A court debacle labelled the ‘biggest environmental case in the world’ just sided with Big Oil. A New York Federal Appeals Court has ruled that Ecuadoreans who were concerned over the health of their rainforest after a 23-year battle with the Chevron subsidiary, Texaco, for polluting vast swaths of Lago Agrio in the Ecuadorian jungle, cannot hold the company financially culpable.
Texaco is accused of dumping contaminated water into pits used by locals in the area while operating there for over a decade. Sadly, the US Court of Appeals upheld a lower court’s finding, which determined that the Ecuadorean court judgment was obtained by corrupt means, according to the Associated Press. A $9 billion-dollar judgment for the plaintiffs was at stake, but the US court has ruled that Big Oil is not responsible for polluting the area, and their assets cannot be seized.
Chevron (Texaco) says that the plaintiffs’ lawyers who obtained the original judgment were corrupt, and that they are “happy to see justice prevail.”

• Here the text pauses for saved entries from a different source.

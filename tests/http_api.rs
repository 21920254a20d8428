use std::net::SocketAddr;
use std::path::PathBuf;
use std::sync::Arc;
use std::time::Duration;

use axum::http::header;
use axum::routing::get;
use axum::Router;
use serde_json::Value;
use tokio::net::TcpListener;
use ulid::Ulid;

use corral::http::{self, AppState};
use corral::sync::{HttpFetcher, Synchronizer};
use corral::tenant::TenantManager;

const API_KEY: &str = "test-key";

// ── Test infrastructure ──────────────────────────────────────

async fn start_server() -> SocketAddr {
    let dir = std::env::temp_dir().join(format!("corral_int_test_{}", Ulid::new()));
    std::fs::create_dir_all(&dir).unwrap();
    start_server_in(dir).await
}

async fn start_server_in(dir: PathBuf) -> SocketAddr {
    let tenants = Arc::new(TenantManager::new(dir, 1000));
    let fetcher = Arc::new(HttpFetcher::new(Duration::from_secs(2)).unwrap());
    let sync = Arc::new(Synchronizer::new(fetcher, 4));

    let app = http::router(AppState {
        tenants,
        sync,
        api_key: Some(API_KEY.to_string()),
    });

    let listener = TcpListener::bind("127.0.0.1:0").await.unwrap();
    let addr = listener.local_addr().unwrap();
    tokio::spawn(async move {
        axum::serve(listener, app).await.unwrap();
    });
    addr
}

/// Serves a fixed iCalendar payload, standing in for a partner platform.
async fn start_feed_server(body: &'static str) -> String {
    let app = Router::new().route(
        "/cal.ics",
        get(move || async move {
            ([(header::CONTENT_TYPE, "text/calendar")], body)
        }),
    );
    let listener = TcpListener::bind("127.0.0.1:0").await.unwrap();
    let addr = listener.local_addr().unwrap();
    tokio::spawn(async move {
        axum::serve(listener, app).await.unwrap();
    });
    format!("http://{addr}/cal.ics")
}

struct ApiClient {
    base: String,
    tenant: String,
    http: reqwest::Client,
}

impl ApiClient {
    fn new(addr: SocketAddr, tenant: &str) -> Self {
        Self {
            base: format!("http://{addr}"),
            tenant: tenant.to_string(),
            http: reqwest::Client::new(),
        }
    }

    async fn post(&self, path: &str, body: Value) -> reqwest::Response {
        self.http
            .post(format!("{}{}", self.base, path))
            .bearer_auth(API_KEY)
            .header("x-corral-tenant", &self.tenant)
            .json(&body)
            .send()
            .await
            .unwrap()
    }

    async fn get(&self, path: &str) -> reqwest::Response {
        self.http
            .get(format!("{}{}", self.base, path))
            .bearer_auth(API_KEY)
            .header("x-corral-tenant", &self.tenant)
            .send()
            .await
            .unwrap()
    }

    async fn register_vehicle(&self) -> String {
        let res = self
            .post("/vehicles", serde_json::json!({ "label": "camper-01" }))
            .await;
        assert_eq!(res.status(), 201);
        res.json::<Value>().await.unwrap()["id"]
            .as_str()
            .unwrap()
            .to_string()
    }

    async fn is_available(&self, vehicle: &str, start: &str, end: &str) -> bool {
        let res = self
            .get(&format!(
                "/vehicles/{vehicle}/availability?start={start}&end={end}"
            ))
            .await;
        assert_eq!(res.status(), 200);
        res.json::<Value>().await.unwrap()["available"]
            .as_bool()
            .unwrap()
    }
}

const PARTNER_FEED: &str = "BEGIN:VCALENDAR\r\nVERSION:2.0\r\nPRODID:-//partner//EN\r\nBEGIN:VEVENT\r\nUID:ext-1@partner\r\nDTSTART;VALUE=DATE:20260320\r\nDTEND;VALUE=DATE:20260323\r\nEND:VEVENT\r\nEND:VCALENDAR\r\n";

// ── Tests ────────────────────────────────────────────────────

#[tokio::test]
async fn rejects_requests_without_api_key() {
    let addr = start_server().await;
    let res = reqwest::Client::new()
        .get(format!("http://{addr}/vehicles"))
        .header("x-corral-tenant", "acme")
        .send()
        .await
        .unwrap();
    assert_eq!(res.status(), 401);
}

#[tokio::test]
async fn rejects_requests_without_tenant_header() {
    let addr = start_server().await;
    let res = reqwest::Client::new()
        .get(format!("http://{addr}/vehicles"))
        .bearer_auth(API_KEY)
        .send()
        .await
        .unwrap();
    assert_eq!(res.status(), 400);
}

#[tokio::test]
async fn reservation_lifecycle_over_http() {
    let addr = start_server().await;
    let api = ApiClient::new(addr, "acme");
    let vehicle = api.register_vehicle().await;

    assert!(api.is_available(&vehicle, "2026-03-10", "2026-03-14").await);

    let res = api
        .post(
            &format!("/vehicles/{vehicle}/reservations"),
            serde_json::json!({ "start": "2026-03-10", "end": "2026-03-14" }),
        )
        .await;
    assert_eq!(res.status(), 201);
    let reservation = res.json::<Value>().await.unwrap();
    let reservation_id = reservation["id"].as_str().unwrap().to_string();
    assert_eq!(reservation["status"], "pending");

    // Overlap is a 409 with a structured conflict body.
    let res = api
        .post(
            &format!("/vehicles/{vehicle}/reservations"),
            serde_json::json!({ "start": "2026-03-13", "end": "2026-03-16" }),
        )
        .await;
    assert_eq!(res.status(), 409);
    let body = res.json::<Value>().await.unwrap();
    assert_eq!(body["conflict"]["source"]["kind"], "reservation");

    assert!(!api.is_available(&vehicle, "2026-03-12", "2026-03-12").await);

    // Confirm, then cancel; the range frees up.
    let res = api
        .post(
            &format!("/reservations/{reservation_id}/status"),
            serde_json::json!({ "status": "confirmed" }),
        )
        .await;
    assert_eq!(res.status(), 204);

    let res = api
        .post(
            &format!("/reservations/{reservation_id}/cancel"),
            serde_json::json!({}),
        )
        .await;
    assert_eq!(res.status(), 204);
    assert!(api.is_available(&vehicle, "2026-03-10", "2026-03-14").await);
}

#[tokio::test]
async fn invalid_range_is_rejected() {
    let addr = start_server().await;
    let api = ApiClient::new(addr, "acme");
    let vehicle = api.register_vehicle().await;

    let res = api
        .post(
            &format!("/vehicles/{vehicle}/reservations"),
            serde_json::json!({ "start": "2026-03-14", "end": "2026-03-10" }),
        )
        .await;
    assert_eq!(res.status(), 400);
}

#[tokio::test]
async fn link_sync_blocks_and_revoke_frees() {
    let addr = start_server().await;
    let feed_url = start_feed_server(PARTNER_FEED).await;
    let api = ApiClient::new(addr, "acme");
    let vehicle = api.register_vehicle().await;

    let res = api
        .post(
            &format!("/vehicles/{vehicle}/links"),
            serde_json::json!({ "feed_url": feed_url, "source_label": "partner" }),
        )
        .await;
    assert_eq!(res.status(), 201);
    let link_id = res.json::<Value>().await.unwrap()["id"]
        .as_str()
        .unwrap()
        .to_string();

    let res = api
        .post(&format!("/links/{link_id}/sync"), serde_json::json!({}))
        .await;
    assert_eq!(res.status(), 200);
    let result = res.json::<Value>().await.unwrap();
    assert!(result["error"].is_null());
    assert_eq!(result["event_count"], 1);

    // Exclusive DTEND 2026-03-23 blocks through the 22nd only.
    assert!(!api.is_available(&vehicle, "2026-03-20", "2026-03-20").await);
    assert!(!api.is_available(&vehicle, "2026-03-22", "2026-03-22").await);
    assert!(api.is_available(&vehicle, "2026-03-23", "2026-03-23").await);

    let res = api
        .post(&format!("/links/{link_id}/revoke"), serde_json::json!({}))
        .await;
    assert_eq!(res.status(), 204);
    assert!(api.is_available(&vehicle, "2026-03-20", "2026-03-22").await);
}

#[tokio::test]
async fn sync_all_reports_per_link_outcomes() {
    let addr = start_server().await;
    let feed_url = start_feed_server(PARTNER_FEED).await;
    let api = ApiClient::new(addr, "acme");

    let vehicle_ok = api.register_vehicle().await;
    let vehicle_bad = api.register_vehicle().await;
    api.post(
        &format!("/vehicles/{vehicle_ok}/links"),
        serde_json::json!({ "feed_url": feed_url, "source_label": "partner" }),
    )
    .await;
    // Nothing listens on this port.
    api.post(
        &format!("/vehicles/{vehicle_bad}/links"),
        serde_json::json!({ "feed_url": "http://127.0.0.1:9/cal.ics", "source_label": "partner" }),
    )
    .await;

    let res = api.post("/sync", serde_json::json!({})).await;
    assert_eq!(res.status(), 200);
    let report = res.json::<Value>().await.unwrap();
    assert_eq!(report["synced"], 1);
    assert_eq!(report["failed"], 1);
    assert_eq!(report["results"].as_array().unwrap().len(), 2);
}

#[tokio::test]
async fn export_feed_is_token_gated() {
    let addr = start_server().await;
    let api = ApiClient::new(addr, "acme");
    let vehicle = api.register_vehicle().await;
    api.post(
        &format!("/vehicles/{vehicle}/reservations"),
        serde_json::json!({ "start": "2026-03-10", "end": "2026-03-14" }),
    )
    .await;

    // Until the operator issues a token, no token value can match.
    let plain = reqwest::Client::new();
    let res = plain
        .get(format!("http://{addr}/feeds/acme/{vehicle}.ics?token=anything"))
        .send()
        .await
        .unwrap();
    assert_eq!(res.status(), 401);

    let res = api.get("/export-token").await;
    assert_eq!(res.status(), 200);
    let token = res.json::<Value>().await.unwrap()["token"]
        .as_str()
        .unwrap()
        .to_string();

    // No bearer key needed on the feed route, just the token.
    let res = plain
        .get(format!("http://{addr}/feeds/acme/{vehicle}.ics?token={token}"))
        .send()
        .await
        .unwrap();
    assert_eq!(res.status(), 200);
    assert!(res
        .headers()
        .get("content-type")
        .unwrap()
        .to_str()
        .unwrap()
        .starts_with("text/calendar"));
    let ics = res.text().await.unwrap();
    assert!(ics.contains("BEGIN:VCALENDAR"));
    assert!(ics.contains("DTSTART;VALUE=DATE:20260310"));
    // Exclusive outbound end: last blocked day 14th → DTEND 15th.
    assert!(ics.contains("DTEND;VALUE=DATE:20260315"));

    let res = plain
        .get(format!(
            "http://{addr}/feeds/acme/{vehicle}.ics?token=wrong-token"
        ))
        .send()
        .await
        .unwrap();
    assert_eq!(res.status(), 401);
}

#[tokio::test]
async fn rejected_exports_leave_no_tenant_state() {
    let dir = std::env::temp_dir().join(format!("corral_int_test_{}", Ulid::new()));
    std::fs::create_dir_all(&dir).unwrap();
    let addr = start_server_in(dir.clone()).await;

    // Unauthenticated hits on never-seen tenant names must not create
    // anything durable: no WAL files, no engines.
    let plain = reqwest::Client::new();
    for i in 0..5 {
        let res = plain
            .get(format!(
                "http://{addr}/feeds/ghost-{i}/{}.ics?token=bogus",
                Ulid::new()
            ))
            .send()
            .await
            .unwrap();
        assert_eq!(res.status(), 401);
    }

    let leftovers: Vec<_> = std::fs::read_dir(&dir)
        .unwrap()
        .map(|e| e.unwrap().file_name())
        .collect();
    assert!(
        leftovers.is_empty(),
        "rejected requests created tenant state: {leftovers:?}"
    );
}

#[tokio::test]
async fn tenants_are_isolated_over_http() {
    let addr = start_server().await;
    let acme = ApiClient::new(addr, "acme");
    let rival = ApiClient::new(addr, "rival");

    let vehicle = acme.register_vehicle().await;
    let res = rival
        .get(&format!(
            "/vehicles/{vehicle}/availability?start=2026-03-10&end=2026-03-14"
        ))
        .await;
    assert_eq!(res.status(), 404);
}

Other environmental activists have pointed out Chevron’s egregious acts in the Amazon, calling it Chevron’s Chernobyl of the rainforest. Streams and rivers have been contaminated with crude oil for decades in a devastating disregard for the forest and its ecosystems.
Despite years of activists calling attention to this travesty, the corrupt media and mafia-owned justice system has sided with Big Oil yet again. Incidentally, Reuters, who reported on this story originally, isowned by the Rothschild family.

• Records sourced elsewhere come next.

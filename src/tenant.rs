use std::path::PathBuf;
use std::sync::Arc;
use std::time::Duration;

use dashmap::mapref::entry::Entry;
use dashmap::DashMap;
use tracing::{info, warn};

use crate::engine::Engine;
use crate::limits::*;

/// Manages per-tenant engines. Each tenant gets its own Engine + WAL +
/// compactor task. Tenant = value of the tenant header on the HTTP request.
pub struct TenantManager {
    engines: DashMap<String, Arc<Engine>>,
    data_dir: PathBuf,
    compact_threshold: u64,
}

impl TenantManager {
    pub fn new(data_dir: PathBuf, compact_threshold: u64) -> Self {
        Self {
            engines: DashMap::new(),
            data_dir,
            compact_threshold,
        }
    }

    /// Look up an existing tenant without creating one. The unauthenticated
    /// export route goes through here: an unknown tenant name must not
    /// create a WAL file or spawn a compactor.
    pub fn get(&self, tenant: &str) -> Option<Arc<Engine>> {
        self.engines.get(tenant).map(|e| e.value().clone())
    }

    /// Get or lazily create an engine for the given tenant.
    pub fn get_or_create(&self, tenant: &str) -> std::io::Result<Arc<Engine>> {
        if let Some(engine) = self.engines.get(tenant) {
            return Ok(engine.value().clone());
        }
        if tenant.len() > MAX_TENANT_NAME_LEN {
            return Err(std::io::Error::new(
                std::io::ErrorKind::InvalidInput,
                "tenant name too long",
            ));
        }
        if self.engines.len() >= MAX_TENANTS {
            return Err(std::io::Error::other("too many tenants"));
        }

        // Sanitize tenant name to prevent path traversal
        let safe_name: String = tenant
            .chars()
            .filter(|c| c.is_alphanumeric() || *c == '_' || *c == '-')
            .collect();
        if safe_name.is_empty() {
            return Err(std::io::Error::new(
                std::io::ErrorKind::InvalidInput,
                "empty tenant name",
            ));
        }

        // entry() holds the shard lock while the engine is built, so two
        // concurrent first requests cannot open the same WAL twice.
        let engine = match self.engines.entry(tenant.to_string()) {
            Entry::Occupied(e) => e.get().clone(),
            Entry::Vacant(v) => {
                let wal_path = self.data_dir.join(format!("{safe_name}.wal"));
                let engine = Arc::new(Engine::new(wal_path)?);

                let compactor_engine = engine.clone();
                let threshold = self.compact_threshold;
                tokio::spawn(async move {
                    run_compactor(compactor_engine, threshold).await;
                });

                v.insert(engine.clone());
                engine
            }
        };
        metrics::gauge!(crate::observability::TENANTS_ACTIVE).set(self.engines.len() as f64);
        Ok(engine)
    }
}

/// Background task that compacts a tenant's WAL once enough appends have
/// accumulated since the last compaction.
async fn run_compactor(engine: Arc<Engine>, threshold: u64) {
    let mut interval = tokio::time::interval(Duration::from_secs(30));
    interval.set_missed_tick_behavior(tokio::time::MissedTickBehavior::Delay);
    loop {
        interval.tick().await;
        let appends = engine.wal_appends_since_compact().await;
        if appends < threshold {
            continue;
        }
        match engine.compact_wal().await {
            Ok(()) => {
                metrics::counter!(crate::observability::WAL_COMPACTIONS_TOTAL).increment(1);
                info!(appends, "compacted WAL");
            }
            Err(e) => warn!("WAL compaction failed: {e}"),
        }
    }
}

Chevron attests that a 1998 agreement between Texaco and the Ecuadorian government absolves it of liability. A US spokeswoman for the Ecuadorians, Karen Hinton, told Associated Press that the plaintiffs were shocked by the ruling and called it a “sad day for the US justice system.”
“As disappointed as we are, this ruling will not deter the Ecuadoreans, their lawyers and their supporters from aggressively seeking justice in Canada and in other countries where litigation is under way to seize Chevron assets,” Hinton said.
Hinton, once the press secretary for NYC Mayor, Bill de Blasio, and a former employee of Governor, Andrew Cuomo when he was a cabinet-level official in the Clinton administration, left her position to fight for indigenous farmers and communities in Ecuador. She gave more than seven years of her career to try to right the wrongs of Chevron/Texaco, but it seems the political pay-off was bigger for those supporting the rigged Big Oil market.
As Michael Eisner, once CEO of Walt Disney has said, “We have no obligation to make history. We have no obligation to make art. We have no obligation to make a statement. To make money is our only objective.”